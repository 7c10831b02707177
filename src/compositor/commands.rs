//! # 命令层
//!
//! ## 设计思路
//!
//! 命令层仅做参数接收与结果返回，不承载业务逻辑。
//! 所有实际处理交由 `Compositor` / `CompositionSession`，保持命令函数薄、稳定、易测试。
//! 错误统一转换为 `{code, stage, message}`，方便命令行按 JSON 输出。

use std::path::{Path, PathBuf};

use serde::Serialize;

use super::{
    AssetCategory, Background, CompositionSession, Compositor, CompositorError, FitMode,
    ImageSource, OutputFormat, Placement, RenderProfile, SessionState, TargetSize, compute_placement,
};
use crate::error::AppError;
use crate::storage::AssetUploader;

#[derive(Debug, Clone, Serialize)]
pub struct CommandError {
    pub code: &'static str,
    pub stage: &'static str,
    pub message: String,
}

impl From<CompositorError> for CommandError {
    fn from(error: CompositorError) -> Self {
        Self {
            code: error.code(),
            stage: error.stage(),
            message: error.to_string(),
        }
    }
}

impl From<AppError> for CommandError {
    fn from(error: AppError) -> Self {
        match error {
            AppError::Compositor(inner) => inner.into(),
            other => Self {
                code: other.code(),
                stage: other.stage(),
                message: other.to_string(),
            },
        }
    }
}

/// 用户可调的变换参数。
#[derive(Debug, Clone, Copy, Default)]
pub struct TransformArgs {
    pub fit_mode: Option<FitMode>,
    pub zoom: Option<f64>,
    pub offset_x: i32,
    pub offset_y: i32,
}

/// 一次完整合成请求。
#[derive(Debug, Clone)]
pub struct ComposeRequest {
    pub input: String,
    pub target: TargetSize,
    pub category: Option<AssetCategory>,
    pub transform: TransformArgs,
    pub background: Option<Background>,
    pub format: Option<OutputFormat>,
    /// 额外保存一张预览 PNG（仅需要合成时生效）。
    pub preview_path: Option<PathBuf>,
}

#[derive(Debug, Clone, Serialize)]
pub struct ComposeResponse {
    pub url: String,
    pub width: u32,
    pub height: u32,
    pub content_type: &'static str,
    pub passthrough: bool,
}

#[derive(Debug, Clone, Serialize)]
pub struct PlacementResponse {
    pub source_width: u32,
    pub source_height: u32,
    pub target: TargetSize,
    pub fit_mode: FitMode,
    pub zoom: f64,
    pub offset_x: i32,
    pub offset_y: i32,
    pub placement: Placement,
    pub covers_canvas: bool,
    pub fits_within_canvas: bool,
}

#[derive(Debug, Clone, Serialize)]
pub struct CategoryInfo {
    pub name: &'static str,
    pub width: u32,
    pub height: u32,
}

/// 选择 → 调整 → 编码 → 上传，一次走完会话。
pub async fn compose<U>(
    compositor: &Compositor,
    uploader: &U,
    request: ComposeRequest,
) -> Result<ComposeResponse, CommandError>
where
    U: AssetUploader,
{
    let mut session = CompositionSession::new(compositor.clone());
    let source = ImageSource::parse(&request.input);

    let state = match request.category {
        Some(category) if category.target_size() == request.target => {
            session.select_category(source, category).await?
        }
        _ => session.select(source, request.target).await?,
    };

    let mut passthrough = true;
    if state == SessionState::Compositing {
        passthrough = false;
        let TransformArgs {
            fit_mode,
            zoom,
            offset_x,
            offset_y,
        } = request.transform;
        let background = request.background;

        let preview = session.update(|spec| {
            let spec = spec
                .with_fit_mode(fit_mode.unwrap_or_default())
                .with_zoom(zoom.unwrap_or(1.0))
                .with_offset(offset_x, offset_y);
            match background {
                Some(background) => spec.with_background(background),
                None => spec,
            }
        })?;
        preview
            .await
            .map_err(|e| CompositorError::Encode(format!("预览任务执行失败：{}", e)))??;

        if let Some(path) = request.preview_path.as_ref() {
            save_preview(&session, path)?;
        }

        let format = match request.format {
            Some(format) => format,
            None => compositor.default_output_format()?,
        };
        session.encode(format).await?;
    } else if request.preview_path.is_some() {
        log::info!("⏭️ 尺寸已一致，无需预览");
    }

    let Some(asset) = session.asset() else {
        return Err(CompositorError::InvalidState("会话没有可上传的资产".to_string()).into());
    };
    let (width, height, content_type) = (asset.width, asset.height, asset.content_type);

    let url = session.upload(uploader).await?.to_string();

    Ok(ComposeResponse {
        url,
        width,
        height,
        content_type,
        passthrough,
    })
}

fn save_preview(session: &CompositionSession, path: &Path) -> Result<(), CompositorError> {
    let Some(frame) = session.canvas().latest() else {
        return Err(CompositorError::InvalidState("没有可保存的预览帧".to_string()));
    };

    frame
        .image
        .save_with_format(path, image::ImageFormat::Png)
        .map_err(|e| CompositorError::FileSystem(format!("保存预览失败 {}：{}", path.display(), e)))?;
    log::info!("🖼️ 预览已保存：{}", path.display());
    Ok(())
}

/// 纯布局计算，不涉及任何像素。
pub fn placement(
    source_width: u32,
    source_height: u32,
    target: TargetSize,
    transform: TransformArgs,
) -> PlacementResponse {
    let spec = super::CompositionSpec::new(target)
        .with_fit_mode(transform.fit_mode.unwrap_or_default())
        .with_zoom(transform.zoom.unwrap_or(1.0))
        .with_offset(transform.offset_x, transform.offset_y);
    let placement = compute_placement(source_width, source_height, &spec);

    PlacementResponse {
        source_width,
        source_height,
        target,
        fit_mode: spec.fit_mode(),
        zoom: spec.zoom(),
        offset_x: spec.offset_x(),
        offset_y: spec.offset_y(),
        covers_canvas: placement.covers(target.width as f64, target.height as f64),
        fits_within_canvas: placement.fits_within(target.width as f64, target.height as f64),
        placement,
    }
}

pub fn list_categories() -> Vec<CategoryInfo> {
    AssetCategory::ALL
        .iter()
        .map(|category| {
            let size = category.target_size();
            CategoryInfo {
                name: category.as_str(),
                width: size.width,
                height: size.height,
            }
        })
        .collect()
}

/// 切换预览渲染档位。
pub fn set_render_profile(compositor: &Compositor, profile: &str) -> Result<(), CommandError> {
    let profile = RenderProfile::from_str(profile)?;
    compositor.set_render_profile(profile)?;
    Ok(())
}

/// 查询当前生效档位。
pub fn get_render_profile(compositor: &Compositor) -> Result<&'static str, CommandError> {
    Ok(compositor.get_render_profile()?.as_str())
}

#[cfg(test)]
mod tests {
    use super::*;
    use crate::compositor::EncodedAsset;
    use image::{DynamicImage, ImageBuffer, ImageFormat, Rgba};
    use std::io::Cursor;

    struct EchoUploader;

    impl AssetUploader for EchoUploader {
        async fn upload(&self, asset: &EncodedAsset, name_hint: &str) -> Result<String, CompositorError> {
            Ok(format!("mem://{}/{}", name_hint, asset.bytes.len()))
        }
    }

    fn png_bytes(width: u32, height: u32) -> Vec<u8> {
        let img = ImageBuffer::from_pixel(width, height, Rgba([10u8, 20, 30, 255]));
        let mut cursor = Cursor::new(Vec::new());
        DynamicImage::ImageRgba8(img)
            .write_to(&mut cursor, ImageFormat::Png)
            .expect("failed to encode test image");
        cursor.into_inner()
    }

    fn temp_file(name: &str, bytes: &[u8]) -> PathBuf {
        let nanos = std::time::SystemTime::now()
            .duration_since(std::time::UNIX_EPOCH)
            .unwrap()
            .as_nanos();
        let path = std::env::temp_dir().join(format!("compositor_cmd_{}_{}", nanos, name));
        std::fs::write(&path, bytes).unwrap();
        path
    }

    #[tokio::test]
    async fn compose_runs_whole_session_and_writes_preview() {
        let input = temp_file("input.png", &png_bytes(500, 500));
        let preview = std::env::temp_dir().join(format!(
            "compositor_cmd_preview_{}.png",
            std::process::id()
        ));

        let response = compose(
            &Compositor::default(),
            &EchoUploader,
            ComposeRequest {
                input: input.to_string_lossy().to_string(),
                target: AssetCategory::Hero.target_size(),
                category: Some(AssetCategory::Hero),
                transform: TransformArgs::default(),
                background: None,
                format: None,
                preview_path: Some(preview.clone()),
            },
        )
        .await
        .unwrap();

        assert!(!response.passthrough);
        assert_eq!((response.width, response.height), (1920, 1080));
        assert_eq!(response.content_type, "image/jpeg");
        assert!(response.url.starts_with("mem://hero/"));

        let preview_image = image::open(&preview).unwrap();
        assert_eq!((preview_image.width(), preview_image.height()), (960, 540));

        let _ = std::fs::remove_file(input);
        let _ = std::fs::remove_file(preview);
    }

    #[tokio::test]
    async fn compose_reports_structured_error() {
        let err = compose(
            &Compositor::default(),
            &EchoUploader,
            ComposeRequest {
                input: "/definitely/not/here.png".to_string(),
                target: AssetCategory::Deal.target_size(),
                category: None,
                transform: TransformArgs::default(),
                background: None,
                format: None,
                preview_path: None,
            },
        )
        .await
        .unwrap_err();

        assert_eq!(err.code, "E_FILE_SYSTEM");
        assert_eq!(err.stage, "load");
    }

    #[test]
    fn placement_reports_cover_geometry() {
        let response = placement(4000, 3000, AssetCategory::Hero.target_size(), TransformArgs::default());
        assert!((response.placement.dw - 1920.0).abs() < 1e-6);
        assert!((response.placement.dh - 1440.0).abs() < 1e-6);
        assert!((response.placement.dy + 180.0).abs() < 1e-6);
        assert!(response.covers_canvas);
        assert!(!response.fits_within_canvas);
    }

    #[test]
    fn categories_list_every_target() {
        let categories = list_categories();
        assert_eq!(categories.len(), AssetCategory::ALL.len());
        assert!(categories.iter().any(|c| c.name == "deal" && c.width == 800 && c.height == 600));
    }

    #[test]
    fn unknown_profile_maps_to_config_error() {
        let err = set_render_profile(&Compositor::default(), "turbo").unwrap_err();
        assert_eq!(err.code, "E_INVALID_SPEC");
    }
}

☆ ☆ ☆ ☆ ☆ ☆ ☆

→ **Problem statement**
In the listing above, please print only the lines from the first one to the line where "pub struct TransformArgs" appears, exactly as written, both of those lines included.

→ **Reply**
repository 7c10831b02707177
filename src/compositor/commands.rs
//! # 命令层
//!
//! ## 设计思路
//!
//! 命令层仅做参数接收与结果返回，不承载业务逻辑。
//! 所有实际处理交由 `Compositor` / `CompositionSession`，保持命令函数薄、稳定、易测试。
//! 错误统一转换为 `{code, stage, message}`，方便命令行按 JSON 输出。

use std::path::{Path, PathBuf};

use serde::Serialize;

use super::{
    AssetCategory, Background, CompositionSession, Compositor, CompositorError, FitMode,
    ImageSource, OutputFormat, Placement, RenderProfile, SessionState, TargetSize, compute_placement,
};
use crate::error::AppError;
use crate::storage::AssetUploader;

#[derive(Debug, Clone, Serialize)]
pub struct CommandError {
    pub code: &'static str,
    pub stage: &'static str,
    pub message: String,
}

impl From<CompositorError> for CommandError {
    fn from(error: CompositorError) -> Self {
        Self {
            code: error.code(),
            stage: error.stage(),
            message: error.to_string(),
        }
    }
}

impl From<AppError> for CommandError {
    fn from(error: AppError) -> Self {
        match error {
            AppError::Compositor(inner) => inner.into(),
            other => Self {
                code: other.code(),
                stage: other.stage(),
                message: other.to_string(),
            },
        }
    }
}

/// 用户可调的变换参数。
#[derive(Debug, Clone, Copy, Default)]
pub struct TransformArgs {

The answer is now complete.